Though the advice in this piece is aimed primarily at Protestant preachers, some of the ideas have applications for the rest of us, too:

In churches of any denomination, pastors serve and shepherd the people. Preaching is only one aspect of the work, but it is a very important one. Pastors can improve their preaching techniques by being thoroughly prepared. A pastor who waits until 10 P.M. on Saturday night to write out or outline a sermon is not preparing adequately. One who makes no notes and gives no thought to the sermon, relying instead upon the Holy Spirit to guide them in their preaching, is taking a chance on how the message will resonate with the people. Some who do this get good results and feedback, while others are not able to carry this off so well. On the other hand, pastors who begin early in the week to prepare for weekend services or Masses by outlining what will be preached, are a step ahead of the game. Between prayer and their own gifts and talents for preaching, these pastors will be known as well-prepared to the congregations, and parishioners will appreciate the sermon or homily much more when it is evident that it has been well thought-out.

Another area where pastors can improve their preaching is by keeping their sermon to subjects that people in this day and age can relate to. Taking passages from Scripture and showing how they relate to today’s culture and the challenges faced by society can be quite inspiring and can keep the interest of the people… even if the sermon takes a little longer. Most congregants are not there for a history lesson, so a pastor needs to keep this in mind if he or she tends to focus on Biblical history.

Other areas that deserve mention here include speaking clearly as opposed to mumbling, not going off on tangents that are unrelated to the sermon’s core message, keeping sexist content out of their sermons, keeping confidences instead of preaching about them, keeping the tone of voice up when infants cry or toddlers act out, refraining from being overtly political in their statements, and keeping the tendency to bash other denominations out of their preaching altogether.

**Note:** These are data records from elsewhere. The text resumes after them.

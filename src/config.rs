use serde::Deserialize;
use std::collections::HashMap;
use std::ffi::OsString;
use std::path::PathBuf;

// =============================================================================
// Time-related constants
// =============================================================================

/// Default interval between two registry checks in milliseconds (24 hours)
pub const DEFAULT_INTERVAL_MS: u64 = 24 * 60 * 60 * 1000;

/// Timeout for fetch operations in milliseconds (30 seconds)
pub const FETCH_TIMEOUT_MS: u64 = 30_000;

// =============================================================================
// Registry-related constants
// =============================================================================

/// Distribution tag used when none is configured
pub const DEFAULT_DIST_TAG: &str = "latest";

/// Default base URL for the npm registry
pub const DEFAULT_REGISTRY_URL: &str = "https://registry.npmjs.org";

/// Name of the directory holding cache records inside the temp dir
pub const CACHE_DIR_NAME: &str = "update-check";

/// Update check configuration
///
/// Deserializes from the same camelCase keys the JavaScript tooling uses
/// (`interval`, `distTag`), so a config object can be passed through as-is.
#[derive(Debug, Clone, Deserialize, PartialEq)]
#[serde(default, rename_all = "camelCase")]
pub struct CheckConfig {
    /// Minimum time between two registry checks in milliseconds
    pub interval: u64,
    /// Distribution tag to compare against; `None` means [`DEFAULT_DIST_TAG`]
    pub dist_tag: Option<String>,
    /// Report the last fetched version while the check is skipped
    pub use_cached_latest: bool,
}

impl Default for CheckConfig {
    fn default() -> Self {
        Self {
            interval: DEFAULT_INTERVAL_MS,
            dist_tag: None,
            use_cached_latest: false,
        }
    }
}

impl CheckConfig {
    pub fn with_interval(mut self, interval_ms: u64) -> Self {
        self.interval = interval_ms;
        self
    }

    pub fn with_dist_tag(mut self, dist_tag: impl Into<String>) -> Self {
        self.dist_tag = Some(dist_tag.into());
        self
    }

    pub fn with_cached_latest(mut self, enabled: bool) -> Self {
        self.use_cached_latest = enabled;
        self
    }

    /// The dist tag to query, falling back to [`DEFAULT_DIST_TAG`].
    pub fn effective_dist_tag(&self) -> &str {
        self.dist_tag.as_deref().unwrap_or(DEFAULT_DIST_TAG)
    }
}

/// Location and credential of a single registry
#[derive(Debug, Clone, PartialEq, Eq)]
pub struct RegistryLocation {
    pub base_url: String,
    pub token: Option<String>,
}

impl RegistryLocation {
    pub fn new(base_url: &str) -> Self {
        Self {
            base_url: base_url.trim_end_matches('/').to_string(),
            token: None,
        }
    }

    pub fn with_token(mut self, token: impl Into<String>) -> Self {
        self.token = Some(token.into());
        self
    }
}

impl Default for RegistryLocation {
    fn default() -> Self {
        Self::new(DEFAULT_REGISTRY_URL)
    }
}

/// Registry locations keyed by package scope
#[derive(Debug, Clone, Default, PartialEq, Eq)]
pub struct RegistryConfig {
    pub default: RegistryLocation,
    /// Scope (including the leading `@`) -> location
    pub scoped: HashMap<String, RegistryLocation>,
}

impl RegistryConfig {
    /// Reads registry settings from the process environment.
    ///
    /// Variables whose name or value is not valid UTF-8 are skipped.
    pub fn from_env() -> Self {
        Self::from_vars(utf8_vars(std::env::vars_os()))
    }

    /// Builds the configuration from npm-style environment variables:
    ///
    /// - `npm_config_registry`: default registry
    /// - `npm_config_@scope:registry`: registry for one scope
    /// - `npm_config_//host/path/:_authToken`: bearer token for the registry
    ///   at that host and path
    /// - `NPM_TOKEN`: bearer token for the default registry when no
    ///   host-specific token matches it
    ///
    /// The `npm_config_` prefix is matched case-insensitively.
    pub fn from_vars<I, K, V>(vars: I) -> Self
    where
        I: IntoIterator<Item = (K, V)>,
        K: AsRef<str>,
        V: AsRef<str>,
    {
        let mut config = Self::default();
        let mut fallback_token = None;
        let mut auth_tokens = HashMap::new();

        for (key, value) in vars {
            let (key, value) = (key.as_ref(), value.as_ref().trim());
            if value.is_empty() {
                continue;
            }

            if key == "NPM_TOKEN" {
                fallback_token = Some(value.to_string());
                continue;
            }

            let Some(setting) = strip_npm_config_prefix(key) else {
                continue;
            };

            if setting.eq_ignore_ascii_case("registry") {
                config.default.base_url = value.trim_end_matches('/').to_string();
            } else if let Some(registry) = setting
                .strip_suffix(":_authToken")
                .filter(|registry| registry.starts_with("//"))
            {
                auth_tokens.insert(registry.trim_end_matches('/').to_string(), value.to_string());
            } else if let Some(scope) = setting
                .strip_suffix(":registry")
                .filter(|scope| scope.starts_with('@') && scope.len() > 1)
            {
                config
                    .scoped
                    .insert(scope.to_string(), RegistryLocation::new(value));
            }
        }

        config.default.token = registry_token(&auth_tokens, &config.default.base_url)
            .or(fallback_token);
        for location in config.scoped.values_mut() {
            location.token = registry_token(&auth_tokens, &location.base_url);
        }

        config
    }

    /// Resolves the registry serving packages of `scope`.
    pub fn locate(&self, scope: Option<&str>) -> &RegistryLocation {
        scope
            .and_then(|scope| self.scoped.get(scope))
            .unwrap_or(&self.default)
    }
}

/// Keeps the environment entries that are valid UTF-8.
fn utf8_vars<I>(vars: I) -> impl Iterator<Item = (String, String)>
where
    I: IntoIterator<Item = (OsString, OsString)>,
{
    vars.into_iter()
        .filter_map(|(key, value)| Some((key.into_string().ok()?, value.into_string().ok()?)))
}

fn strip_npm_config_prefix(key: &str) -> Option<&str> {
    const PREFIX: &str = "npm_config_";
    key.get(..PREFIX.len())
        .filter(|prefix| prefix.eq_ignore_ascii_case(PREFIX))
        .map(|_| &key[PREFIX.len()..])
}

/// Looks up the token configured for `base_url`, keyed npm-style by the URL
/// without its scheme (`https://npm.example.com/` -> `//npm.example.com`).
fn registry_token(auth_tokens: &HashMap<String, String>, base_url: &str) -> Option<String> {
    let without_scheme = base_url
        .split_once("//")
        .map(|(_, rest)| rest)
        .unwrap_or(base_url);
    let key = format!("//{}", without_scheme.trim_end_matches('/'));
    auth_tokens.get(&key).cloned()
}

/// Returns the directory holding cache records: `<temp dir>/update-check`.
pub fn cache_dir() -> PathBuf {
    cache_dir_in(std::env::temp_dir())
}

fn cache_dir_in(temp_dir: PathBuf) -> PathBuf {
    temp_dir.join(CACHE_DIR_NAME)
}
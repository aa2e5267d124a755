//! Check whether a newer version of a package is published on the npm
//! registry, at most once per interval.
//!
//! ```no_run
//! # async fn run() -> Result<(), update_check::CheckError> {
//! use update_check::{CheckConfig, PackageDescriptor, check_for_update};
//!
//! let package = PackageDescriptor::new("my-cli", "1.2.0");
//! if let Some(update) = check_for_update(&package, Some(CheckConfig::default())).await? {
//!     eprintln!("Update available: {} -> {}", package.version, update.latest);
//! }
//! # Ok(())
//! # }
//! ```

pub mod config;
pub mod package;
pub mod version;

pub use config::{CheckConfig, RegistryConfig, RegistryLocation};
pub use package::{PackageDescriptor, PackageName};
pub use version::checker::{UpdateChecker, UpdateInfo};
pub use version::compare::{compare_versions, is_newer};
pub use version::error::{CacheError, CheckError, RegistryError};

/// Checks the registry configured in the environment for a newer version of
/// `package`, caching the last check time in the temp dir.
pub async fn check_for_update(
    package: &PackageDescriptor,
    config: Option<CheckConfig>,
) -> Result<Option<UpdateInfo>, CheckError> {
    // Reject bad input before building an HTTP client
    package.validate()?;

    let checker = UpdateChecker::from_env()?;
    checker.check(package, &config.unwrap_or_default()).await
}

Also, improvements can be made by keeping his or her own life out of the sermon most of the time. On a regular basis, hearing only about the pastor gets old. Most people do not come to church to hear all about the pastor’s childhood or teenage years. These subjects have little to do with scripture and everything to do with the pastor. When this happens, the pastor will have a hard time keeping his flock from visiting around at other churches. He or she will not gain a good reputation for preaching, and unless improvements are made, never will.